TASK DESCRIPTION. Only the lines with the string "stepped" are needed; return each of them from the entries below.

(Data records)
__________
//! Black / White roamer locations
//!
//! Each roaming genie draws `rand(routes)` and redraws while the result is
//! the route it already occupies. A final percent roll picks the grass slot
//! the genie takes over when it appears.

use super::FrameGenerator;
use super::encounter::EncounterTable;
use crate::domain::rng::Gen5Rng;
use serde::{Deserialize, Serialize};

/// Routes Tornadus / Thundurus move between
pub const ROAMER_ROUTES: [u8; 12] = [1, 2, 3, 4, 5, 6, 7, 12, 13, 14, 15, 16];

pub const MAX_ROAMERS: usize = 2;

#[derive(Clone, Copy, Debug, Default, PartialEq, Eq, Hash, Serialize, Deserialize)]
pub struct Gen5RoamerFrame {
    pub number: u32,
    pub seed: u64,
    /// New route index per roamer (`None` when that roamer is absent)
    pub locations: [Option<u8>; MAX_ROAMERS],
    pub genie_slot: u8,
}

impl Gen5RoamerFrame {
    pub fn route(&self, roamer: usize) -> Option<u8> {
        self.locations
            .get(roamer)
            .copied()
            .flatten()
            .map(|i| ROAMER_ROUTES[i as usize])
    }
}

#[derive(Clone, Debug)]
pub struct Gen5RoamerLocationGenerator {
    /// Current route index per roamer
    previous: [Option<u8>; MAX_ROAMERS],
    rng: Gen5Rng,
    frame: Gen5RoamerFrame,
}

impl Gen5RoamerLocationGenerator {
    /// Pass `Some(u8::MAX)` for a roamer that has no previous route
    pub fn new(raw_seed: u64, previous: [Option<u8>; MAX_ROAMERS]) -> Self {
        Self {
            previous,
            rng: Gen5Rng::new(raw_seed),
            frame: Gen5RoamerFrame::default(),
        }
    }

    fn derive(&self, number: u32) -> Gen5RoamerFrame {
        let seed = self.rng.state();
        let mut rng = self.rng;
        let routes = ROAMER_ROUTES.len() as u32;

        let locations = self.previous.map(|previous| {
            previous.map(|previous| loop {
                let location = rng.rand(routes) as u8;
                if location != previous {
                    break location;
                }
            })
        });
        let genie_slot = EncounterTable::Land.slot(rng.rand(100));

        Gen5RoamerFrame {
            number,
            seed,
            locations,
            genie_slot,
        }
    }
}

impl FrameGenerator for Gen5RoamerLocationGenerator {
    type Frame = Gen5RoamerFrame;

    fn advance(&mut self) {
        self.frame = self.derive(self.frame.number + 1);
        self.rng.next_u64();
    }

    fn skip(&mut self, n: u32) {
        if n == 0 {
            return;
        }
        self.rng.jump(n as u64 - 1);
        self.frame.number += n - 1;
        self.advance();
    }

    fn current(&self) -> &Gen5RoamerFrame {
        &self.frame
    }

    fn frame_number(&self) -> u32 {
        self.frame.number
    }
}

#[cfg(test)]
mod tests {
    use super::*;

    const SEED: u64 = 0x1A10_ACAE_7DB5_3656;

    #[test]
    fn test_draw_order() {
        let mut generator = Gen5RoamerLocationGenerator::new(SEED, [Some(u8::MAX), None]);
        generator.advance();
        let frame = generator.current();

        let mut rng = Gen5Rng::new(SEED);
        let location = rng.rand(12) as u8;
        let slot = EncounterTable::Land.slot(rng.rand(100));
        assert_eq!(frame.locations, [Some(location), None]);
        assert_eq!(frame.genie_slot, slot);
        assert_eq!(frame.route(0), Some(ROAMER_ROUTES[location as usize]));
        assert_eq!(frame.route(1), None);
    }

    #[test]
    fn test_never_repeats_location() {
        let previous = [Some(3), Some(7)];
        let mut generator = Gen5RoamerLocationGenerator::new(SEED, previous);
        for _ in 0..300 {
            generator.advance();
            let frame = generator.current();
            assert_ne!(frame.locations[0], Some(3));
            assert_ne!(frame.locations[1], Some(7));
        }
    }

    #[test]
    fn test_skip_matches_advance() {
        let previous = [Some(0), Some(1)];
        let mut stepped = Gen5RoamerLocationGenerator::new(SEED, previous);
        for _ in 0..20 {
            stepped.advance();
        }
        let mut skipped = Gen5RoamerLocationGenerator::new(SEED, previous);
        skipped.skip(20);
        assert_eq!(stepped.current(), skipped.current());
    }
}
__________
SOLUTION TO THIS EXERCISE.
        let mut stepped = Gen5RoamerLocationGenerator::new(SEED, previous);
            stepped.advance();
        assert_eq!(stepped.current(), skipped.current());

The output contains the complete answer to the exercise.